From the entries below, work out the number of lines that hold the word "Local", and give that number alone.

=== Available records ===

//! Error types for the citewise pipeline.
//!
//! Each variant carries a stable error code (SCREAMING_SNAKE_CASE) that is
//! included in the Display output and accessible via [`CitewiseError::code()`].
//! Per-source fetch failures and malformed stream frames are not errors; they
//! are absorbed where they happen.

use citewise_search::SearchError;

/// Stable error codes for programmatic error handling.
pub mod error_codes {
    /// The incoming request cannot be answered (e.g. empty query).
    pub const INVALID_REQUEST: &str = "INVALID_REQUEST";

    /// Invalid or missing configuration.
    pub const CONFIG_INVALID: &str = "CONFIG_INVALID";

    /// The search provider call failed; there are no sources to work from.
    pub const PROVIDER_ERROR: &str = "PROVIDER_ERROR";

    /// The completion backend could not be reached or rejected the request.
    pub const BACKEND_UNAVAILABLE: &str = "BACKEND_UNAVAILABLE";

    /// The completion stream broke off before it finished.
    pub const STREAM_INTERRUPTED: &str = "STREAM_INTERRUPTED";

    /// Local I/O failed (config files, listeners).
    pub const IO_ERROR: &str = "IO_ERROR";
}

/// Errors that abort a request.
///
/// The Display impl formats as `[CODE] message`.
#[derive(Debug, thiserror::Error)]
pub enum CitewiseError {
    /// The incoming request cannot be answered.
    #[error("[{}] {}", error_codes::INVALID_REQUEST, .0)]
    InvalidRequest(String),

    /// Invalid or missing configuration.
    #[error("[{}] {}", error_codes::CONFIG_INVALID, .0)]
    Config(String),

    /// The search provider call failed.
    #[error("[{}] {}", error_codes::PROVIDER_ERROR, .0)]
    Provider(String),

    /// The completion backend could not be reached or answered non-2xx.
    #[error("[{}] {}", error_codes::BACKEND_UNAVAILABLE, .0)]
    BackendUnavailable(String),

    /// The completion stream failed mid-way.
    #[error("[{}] {}", error_codes::STREAM_INTERRUPTED, .0)]
    StreamInterrupted(String),

    /// Local I/O error.
    #[error("[{}] {}", error_codes::IO_ERROR, .0)]
    Io(#[from] std::io::Error),
}

impl CitewiseError {
    /// Returns the stable error code for this error.
    pub fn code(&self) -> &'static str {
        match self {
            Self::InvalidRequest(_) => error_codes::INVALID_REQUEST,
            Self::Config(_) => error_codes::CONFIG_INVALID,
            Self::Provider(_) => error_codes::PROVIDER_ERROR,
            Self::BackendUnavailable(_) => error_codes::BACKEND_UNAVAILABLE,
            Self::StreamInterrupted(_) => error_codes::STREAM_INTERRUPTED,
            Self::Io(_) => error_codes::IO_ERROR,
        }
    }
}

impl From<SearchError> for CitewiseError {
    fn from(err: SearchError) -> Self {
        match err {
            SearchError::Config(message) => Self::Config(message),
            other => Self::Provider(other.to_string()),
        }
    }
}

/// Convenience result type.
pub type Result<T> = std::result::Result<T, CitewiseError>;
//! Error types for the citewise-search crate.
//!
//! Only request-fatal failures live here. Per-source fetch failures are
//! values ([`crate::types::FetchFailure`]), never errors, so a single bad page
//! cannot abort a batch. No API keys appear in error messages.

/// Errors that abort a search request.
#[derive(Debug, thiserror::Error)]
pub enum SearchError {
    /// The search provider answered with a non-success status or a payload
    /// without a result list.
    #[error("search provider error: {0}")]
    Provider(String),

    /// An HTTP request to the search provider could not be completed.
    #[error("HTTP error: {0}")]
    Http(String),

    /// Failed to parse a provider response or page document.
    #[error("parse error: {0}")]
    Parse(String),

    /// Invalid search configuration or missing credentials.
    #[error("config error: {0}")]
    Config(String),
}

/// Convenience type alias for citewise-search results.
pub type Result<T> = std::result::Result<T, SearchError>;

===

Solution for this task: 2